If a line of the records contains the string "SearchResponse", copy it out.

Collected data entries
_ _ _ _ _ _ _

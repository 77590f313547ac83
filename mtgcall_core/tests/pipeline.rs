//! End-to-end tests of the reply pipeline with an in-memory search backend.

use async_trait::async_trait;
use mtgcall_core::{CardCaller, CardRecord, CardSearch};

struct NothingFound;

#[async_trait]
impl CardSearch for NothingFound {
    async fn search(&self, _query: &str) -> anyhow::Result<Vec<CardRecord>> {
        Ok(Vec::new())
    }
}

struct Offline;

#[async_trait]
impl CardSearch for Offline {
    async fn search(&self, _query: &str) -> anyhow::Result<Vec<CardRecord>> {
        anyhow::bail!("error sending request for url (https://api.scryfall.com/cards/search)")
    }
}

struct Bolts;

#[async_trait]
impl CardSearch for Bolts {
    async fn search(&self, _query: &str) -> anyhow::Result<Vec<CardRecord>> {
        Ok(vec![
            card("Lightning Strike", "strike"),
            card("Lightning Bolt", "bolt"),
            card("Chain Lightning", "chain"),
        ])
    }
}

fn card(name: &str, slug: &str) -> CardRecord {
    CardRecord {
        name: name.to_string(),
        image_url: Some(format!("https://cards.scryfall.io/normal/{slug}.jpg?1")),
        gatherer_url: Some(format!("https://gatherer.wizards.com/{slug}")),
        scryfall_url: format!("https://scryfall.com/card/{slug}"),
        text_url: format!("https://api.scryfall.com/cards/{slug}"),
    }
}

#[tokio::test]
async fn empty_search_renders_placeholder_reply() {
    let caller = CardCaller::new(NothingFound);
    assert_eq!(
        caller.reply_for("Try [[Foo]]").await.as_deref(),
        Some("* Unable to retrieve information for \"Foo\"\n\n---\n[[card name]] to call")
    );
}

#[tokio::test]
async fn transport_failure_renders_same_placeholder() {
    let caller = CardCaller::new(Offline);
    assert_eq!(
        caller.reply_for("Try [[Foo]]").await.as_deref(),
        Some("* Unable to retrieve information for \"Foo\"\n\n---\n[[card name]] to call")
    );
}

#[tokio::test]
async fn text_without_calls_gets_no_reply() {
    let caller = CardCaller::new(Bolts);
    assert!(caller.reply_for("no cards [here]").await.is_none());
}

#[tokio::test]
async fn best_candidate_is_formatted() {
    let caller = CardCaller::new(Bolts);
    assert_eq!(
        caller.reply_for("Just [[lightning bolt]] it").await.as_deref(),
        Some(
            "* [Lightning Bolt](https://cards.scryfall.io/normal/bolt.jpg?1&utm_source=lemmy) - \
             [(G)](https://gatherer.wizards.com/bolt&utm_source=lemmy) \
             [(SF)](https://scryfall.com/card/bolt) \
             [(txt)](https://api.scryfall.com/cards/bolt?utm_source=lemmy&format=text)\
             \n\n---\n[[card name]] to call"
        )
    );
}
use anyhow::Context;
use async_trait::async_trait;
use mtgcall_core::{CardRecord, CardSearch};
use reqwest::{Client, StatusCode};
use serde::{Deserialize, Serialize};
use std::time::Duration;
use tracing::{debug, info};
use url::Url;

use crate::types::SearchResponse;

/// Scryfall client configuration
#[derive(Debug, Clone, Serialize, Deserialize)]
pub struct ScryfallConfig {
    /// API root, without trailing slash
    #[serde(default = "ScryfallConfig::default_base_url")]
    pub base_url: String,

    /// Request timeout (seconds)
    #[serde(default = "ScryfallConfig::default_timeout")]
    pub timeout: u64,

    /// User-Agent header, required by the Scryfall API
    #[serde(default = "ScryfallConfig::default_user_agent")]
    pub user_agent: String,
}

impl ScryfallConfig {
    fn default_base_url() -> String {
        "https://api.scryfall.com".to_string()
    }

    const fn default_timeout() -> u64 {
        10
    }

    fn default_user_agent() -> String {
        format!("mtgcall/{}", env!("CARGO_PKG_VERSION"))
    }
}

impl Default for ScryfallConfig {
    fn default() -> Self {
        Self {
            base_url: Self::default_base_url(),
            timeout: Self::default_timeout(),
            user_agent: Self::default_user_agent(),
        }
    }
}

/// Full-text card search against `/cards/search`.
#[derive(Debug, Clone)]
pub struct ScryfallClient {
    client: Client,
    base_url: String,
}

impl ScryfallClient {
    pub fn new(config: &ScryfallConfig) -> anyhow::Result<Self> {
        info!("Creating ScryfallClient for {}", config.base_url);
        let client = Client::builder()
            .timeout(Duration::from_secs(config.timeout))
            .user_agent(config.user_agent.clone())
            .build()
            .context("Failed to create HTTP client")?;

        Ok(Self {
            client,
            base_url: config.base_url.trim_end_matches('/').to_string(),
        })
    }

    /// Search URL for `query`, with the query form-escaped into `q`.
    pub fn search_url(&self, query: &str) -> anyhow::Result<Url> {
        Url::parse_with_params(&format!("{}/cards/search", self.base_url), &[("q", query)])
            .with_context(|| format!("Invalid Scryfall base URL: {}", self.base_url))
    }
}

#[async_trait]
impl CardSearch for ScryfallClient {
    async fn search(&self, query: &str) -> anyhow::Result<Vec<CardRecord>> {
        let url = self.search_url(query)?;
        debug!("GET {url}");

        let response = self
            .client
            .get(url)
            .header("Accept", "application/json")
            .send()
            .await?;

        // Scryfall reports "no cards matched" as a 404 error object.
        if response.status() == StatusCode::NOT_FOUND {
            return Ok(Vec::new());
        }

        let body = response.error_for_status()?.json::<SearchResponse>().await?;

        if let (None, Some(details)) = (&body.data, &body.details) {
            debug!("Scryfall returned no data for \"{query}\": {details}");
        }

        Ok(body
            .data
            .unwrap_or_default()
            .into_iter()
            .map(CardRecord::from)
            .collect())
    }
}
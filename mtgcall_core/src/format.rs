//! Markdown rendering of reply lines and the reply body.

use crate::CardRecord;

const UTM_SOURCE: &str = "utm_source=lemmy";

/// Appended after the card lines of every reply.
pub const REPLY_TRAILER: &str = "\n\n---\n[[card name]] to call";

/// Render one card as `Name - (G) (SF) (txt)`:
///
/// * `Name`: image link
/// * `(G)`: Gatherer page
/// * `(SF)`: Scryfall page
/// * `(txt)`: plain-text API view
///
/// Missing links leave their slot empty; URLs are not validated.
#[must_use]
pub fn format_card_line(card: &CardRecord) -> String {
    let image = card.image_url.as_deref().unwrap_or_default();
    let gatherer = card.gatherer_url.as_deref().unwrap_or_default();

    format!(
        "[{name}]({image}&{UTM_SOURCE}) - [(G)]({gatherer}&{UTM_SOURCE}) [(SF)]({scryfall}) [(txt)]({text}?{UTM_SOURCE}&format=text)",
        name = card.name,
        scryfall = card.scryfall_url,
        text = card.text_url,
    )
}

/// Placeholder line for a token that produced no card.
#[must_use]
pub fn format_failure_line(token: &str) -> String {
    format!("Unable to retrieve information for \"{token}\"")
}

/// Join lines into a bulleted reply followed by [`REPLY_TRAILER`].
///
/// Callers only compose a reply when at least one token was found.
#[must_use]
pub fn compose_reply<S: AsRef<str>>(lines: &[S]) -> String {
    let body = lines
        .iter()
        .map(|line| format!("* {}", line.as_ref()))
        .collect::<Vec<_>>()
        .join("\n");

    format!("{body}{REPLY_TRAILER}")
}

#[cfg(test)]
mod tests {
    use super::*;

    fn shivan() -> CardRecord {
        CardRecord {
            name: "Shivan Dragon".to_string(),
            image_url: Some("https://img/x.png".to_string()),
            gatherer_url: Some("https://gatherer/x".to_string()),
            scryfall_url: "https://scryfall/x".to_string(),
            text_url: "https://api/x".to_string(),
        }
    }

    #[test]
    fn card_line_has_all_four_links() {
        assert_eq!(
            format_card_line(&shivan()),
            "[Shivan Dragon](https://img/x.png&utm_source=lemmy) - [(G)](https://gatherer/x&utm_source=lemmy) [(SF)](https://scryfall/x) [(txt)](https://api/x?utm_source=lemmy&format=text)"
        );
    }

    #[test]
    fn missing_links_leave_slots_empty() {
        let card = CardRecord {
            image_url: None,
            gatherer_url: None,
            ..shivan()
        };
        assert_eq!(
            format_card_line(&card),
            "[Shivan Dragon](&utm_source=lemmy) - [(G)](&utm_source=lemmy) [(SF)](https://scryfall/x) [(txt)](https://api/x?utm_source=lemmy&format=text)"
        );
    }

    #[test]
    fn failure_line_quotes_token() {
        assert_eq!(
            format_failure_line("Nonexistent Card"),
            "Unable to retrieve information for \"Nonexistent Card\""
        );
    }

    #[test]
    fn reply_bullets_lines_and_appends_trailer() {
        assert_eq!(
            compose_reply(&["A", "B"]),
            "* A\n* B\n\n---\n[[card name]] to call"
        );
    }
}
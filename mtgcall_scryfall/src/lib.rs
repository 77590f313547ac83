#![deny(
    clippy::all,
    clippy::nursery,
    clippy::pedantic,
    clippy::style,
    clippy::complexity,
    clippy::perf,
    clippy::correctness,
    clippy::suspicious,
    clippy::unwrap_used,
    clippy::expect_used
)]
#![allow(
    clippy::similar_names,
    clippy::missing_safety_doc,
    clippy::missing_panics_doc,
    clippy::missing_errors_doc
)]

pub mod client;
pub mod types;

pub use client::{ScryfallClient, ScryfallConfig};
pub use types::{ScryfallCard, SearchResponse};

_ _ _ _ _ _ _

(Answer space)
use crate::types::SearchResponse;
        let body = response.error_for_status()?.json::<SearchResponse>().await?;
pub use types::{ScryfallCard, SearchResponse};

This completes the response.